私たちは、見えるものにではなく、見えないものにこそ目を留めます。見えるものは一時的であり、見えないものはいつまでも続くからです。Ⅱコリント4:18

神への冒涜に対するとりなしの祈り

今日は我が家の書棚から、『祈りの石垣を築け』という本を取り出します。著者はバジレア・シュリンク(カナン出版、1995年)。この著書にはとりなしの祈りがおさめられています。
 そこから、今日は「神への冒涜に対するとりなしの祈り」を紹介したいと思います。

 アメリカを含め、世界の聖霊派の名だたる指導者たちの幾人もが、あからさまに「私は神だ!」と宣言しているビデオを見られて、空恐ろしく感じられた人も多いかも知れません。私たちは肉なる人間に過ぎない者であるのに、その私たちのうちから誰かがこのような言葉を叫ぶ時、クリスチャンは、それを他人事としてただ傍観したり、嘲笑したりするのでなく、肉に過ぎない者の犯したその大いなる罪を、主の御前にひれ伏して嘆かなければなりません。

 旧約聖書時代の預言者がしたように、衣服を引き裂き、荒布をかぶり、断食して、灰の中に座ることまでは、私たちにはできないかも知れません。
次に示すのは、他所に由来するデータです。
//! PNG decode driver.
//!
//! Validates the chunk sequence, inflates the concatenated IDAT stream,
//! and reconstructs scanlines in parallel. Scanlines are sharded across
//! workers; a row whose Up/Average/Paeth filter needs a previous row from
//! another shard is deferred and fixed up by the coordinator, so the
//! output is identical to a single-threaded decode.

use std::num::NonZeroUsize;
use std::thread;

use log::debug;
use miniz_oxide::inflate::decompress_to_vec_zlib_with_limit;

use crate::error::{Error, Result};
use crate::png::header::{ColorType, Header, Interlace};
use crate::png::pixel::Pixel;
use crate::png::{chunk, filter, palette, pixel, Image};

/// Soft target of scanlines per worker.
const SCANLINES_PER_WORKER: usize = 100;

/// Decode a PNG image from bytes.
pub fn decode(data: &[u8]) -> Result<Image> {
    let chunks = chunk::split_chunks(data)?;

    match chunks.first() {
        Some(first) if &first.kind == b"IHDR" => {}
        _ => return Err(Error::MissingHeader),
    }
    match chunks.last() {
        Some(last) if &last.kind == b"IEND" => {}
        _ => return Err(Error::MissingTerminator),
    }

    let header = Header::parse(&chunks[0].data)?;
    if header.interlace == Interlace::Adam7 {
        return Err(Error::UnsupportedInterlace);
    }
    debug!(
        "decoding {}x{} {:?} image at bit depth {}",
        header.width, header.height, header.color_type, header.bit_depth
    );

    let mut palette = Vec::new();
    let mut idat = Vec::new();
    for chunk in &chunks {
        match &chunk.kind {
            b"PLTE" if idat.is_empty() => {
                palette = palette::parse(&chunk.data, header.bit_depth)?;
            }
            b"IDAT" => idat.extend_from_slice(&chunk.data),
            // Ancillary chunks are skipped.
            _ => {}
        }
    }

    if idat.is_empty() {
        return Err(Error::MissingImageData);
    }
    if header.color_type == ColorType::Palette && palette.is_empty() {
        return Err(Error::MissingPalette);
    }

    let row_size = header.scanline_byte_size() + 1;
    let expected = row_size
        .checked_mul(header.height as usize)
        .ok_or(Error::InvalidDimensions {
            width: header.width,
            height: header.height,
        })?;

    // Inflate with one byte of headroom; the exact-length check below
    // reports the mismatch.
    let inflated = decompress_to_vec_zlib_with_limit(&idat, expected.saturating_add(1))
        .map_err(|err| Error::DecompressionFailed(err.to_string()))?;
    if inflated.len() != expected {
        return Err(Error::ScanlineSizeMismatch {
            expected,
            actual: inflated.len(),
        });
    }

    let pixels = decode_scanlines(header, &palette, &inflated)?;
    Ok(Image {
        header,
        palette,
        pixels,
    })
}

/// Per-shard results. `recon` and `pixels` are indexed relative to the
/// shard start; deferred rows hold `None` in both.
struct ShardOutput {
    recon: Vec<Option<Vec<u8>>>,
    pixels: Vec<Option<Vec<Pixel>>>,
    deferred: Vec<usize>,
}

fn decode_scanlines(
    header: Header,
    palette: &[palette::PaletteEntry],
    inflated: &[u8],
) -> Result<Vec<Vec<Pixel>>> {
    let height = header.height as usize;
    let row_size = header.scanline_byte_size() + 1;
    let rows: Vec<&[u8]> = inflated.chunks_exact(row_size).collect();
    debug_assert_eq!(rows.len(), height);

    let workers = worker_count(height);
    let shards = if workers == 1 {
        vec![decode_shard(header, palette, &rows, 0, height)?]
    } else {
        debug!("sharding {height} scanlines across {workers} workers");
        let shard_len = height / workers;
        let rows_ref = &rows;
        thread::scope(|s| {
            let handles: Vec<_> = (0..workers)
                .map(|w| {
                    let start = w * shard_len;
                    let end = if w == workers - 1 {
                        height
                    } else {
                        start + shard_len
                    };
                    s.spawn(move || decode_shard(header, palette, rows_ref, start, end))
                })
                .collect();
            handles
                .into_iter()
                .map(|h| h.join().unwrap_or_else(|payload| std::panic::resume_unwind(payload)))
                .collect::<Result<Vec<_>>>()
        })?
    };

    let mut recon: Vec<Option<Vec<u8>>> = Vec::with_capacity(height);
    let mut pixels: Vec<Option<Vec<Pixel>>> = Vec::with_capacity(height);
    let mut deferred = Vec::new();
    for shard in shards {
        recon.extend(shard.recon);
        pixels.extend(shard.pixels);
        deferred.extend(shard.deferred);
    }
    deferred.sort_unstable();

    if !deferred.is_empty() {
        debug!(
            "fixing up {} scanlines deferred at shard boundaries",
            deferred.len()
        );
    }

    let bpp = header.filter_unit();
    let zero_row = vec![0u8; header.scanline_byte_size()];
    for index in deferred {
        let filter = rows[index][0];
        let mut row = rows[index][1..].to_vec();
        // Ascending order guarantees the previous row is already
        // reconstructed.
        let prev = recon[index - 1].as_deref().unwrap_or(&zero_row);
        filter::unfilter_row(filter, &mut row, prev, bpp)?;
        let unpacked = pixel::unpack_row(&header, &row, palette.len())?;
        recon[index] = Some(row);
        pixels[index] = Some(unpacked);
    }

    debug_assert!(pixels.iter().all(Option::is_some));
    Ok(pixels.into_iter().flatten().collect())
}

/// Reconstruct and unpack the scanlines in `[start, end)`, deferring rows
/// whose filter input is not yet available.
fn decode_shard(
    header: Header,
    palette: &[palette::PaletteEntry],
    rows: &[&[u8]],
    start: usize,
    end: usize,
) -> Result<ShardOutput> {
    let bpp = header.filter_unit();
    let zero_row = vec![0u8; header.scanline_byte_size()];
    let mut out = ShardOutput {
        recon: Vec::with_capacity(end - start),
        pixels: Vec::with_capacity(end - start),
        deferred: Vec::new(),
    };

    for index in start..end {
        let filter = rows[index][0];

        let prev: &[u8] = if !filter::requires_previous_row(filter) || index == 0 {
            &zero_row
        } else if index == start || out.recon[index - start - 1].is_none() {
            // The previous row lives in another shard, or was itself
            // deferred; leave this row for the fixup pass.
            out.recon.push(None);
            out.pixels.push(None);
            out.deferred.push(index);
            continue;
        } else {
            out.recon[index - start - 1].as_deref().unwrap_or(&zero_row)
        };

        let mut recon = rows[index][1..].to_vec();
        filter::unfilter_row(filter, &mut recon, prev, bpp)?;
        let unpacked = pixel::unpack_row(&header, &recon, palette.len())?;
        out.recon.push(Some(recon));
        out.pixels.push(Some(unpacked));
    }

    Ok(out)
}

/// Worker count: the lesser of hardware parallelism and the soft target
/// of rows per worker, `ceil(scanlines / 100) + 1`.
fn worker_count(scanlines: usize) -> usize {
    let hardware = thread::available_parallelism()
        .map(NonZeroUsize::get)
        .unwrap_or(1);
    hardware.min(scanlines.div_ceil(SCANLINES_PER_WORKER) + 1)
}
しかし、主を悲しませ、傷つけ、冒涜する言葉や行為をし続けている人の罪に対して、とりなしの祈りを捧げることは重要です。


2016年6月5日:追記
筆者は、長年に渡り、己を神とする異端の教えの偽りを追及して来ましたが、その結果、今、言えることは、「この種類の冒涜は決して赦されない罪である」、従って、とりなしてはいけないし、とりなしても無効だ、ということです。

主イエスは言われました。


「まことに、あなたがたに告げます。人はその犯すどんな罪をも赦していただけます。また、神をけがすことを言っても、それはみな赦していただけます。しかし、聖霊をけがす者はだれでも、永遠に赦されず、とこしえの罪に定められます。」(マルコ3:28-29)

むろん、聖書の神を知らない人が、聖書の神を罵倒したり、否定したりする罪にはまだとりなしの余地がありまし、クリスチャンが過ちを犯して神を軽んじ、罵倒してしまったり、悲しませるようなことをした罪にもと、まだとりなしの余地があります。

しかしながら、クリスチャンの指導者を名乗り、聖書の御言葉を十分に知りながら、神と人との境界線を踏み越えて、「私は神だ!」と宣言する人々には、とりなしの余地はなく、もはや後戻りの道はありません。従って、このような人々の罪を赦すようとりなしによって要求することは、悪魔の思想に加担することと同じです。

神が唯一であるという事実は、聖書の根幹であり、動かすことのできない事実です。ところが、クリスチャンでありながら、神と人との境界を故意に踏み超え、汚れたものを神聖と宣言し、自ら神と宣言する者は、神の地位を奪う悪魔的な思想を信じているのであり、そのような教えを信奉した結果、己を神と宣言した者は、必ず、裁かれ、彼らに後戻りの余地はありません。

一連の記事で示しているように、ペンテコステ・カリスマ運動は、必ず、信じた人に己を神とさせるという特徴がありますが、そこには「聖霊を冒涜する教え」があります。この運動の背景には、聖霊を「母なる霊」とし、「神秘なる母性」を崇拝する偽りの信仰があります。これは東洋思想とキリスト教とが合体してできた混合物であり、意図的に作り出された背教なのです。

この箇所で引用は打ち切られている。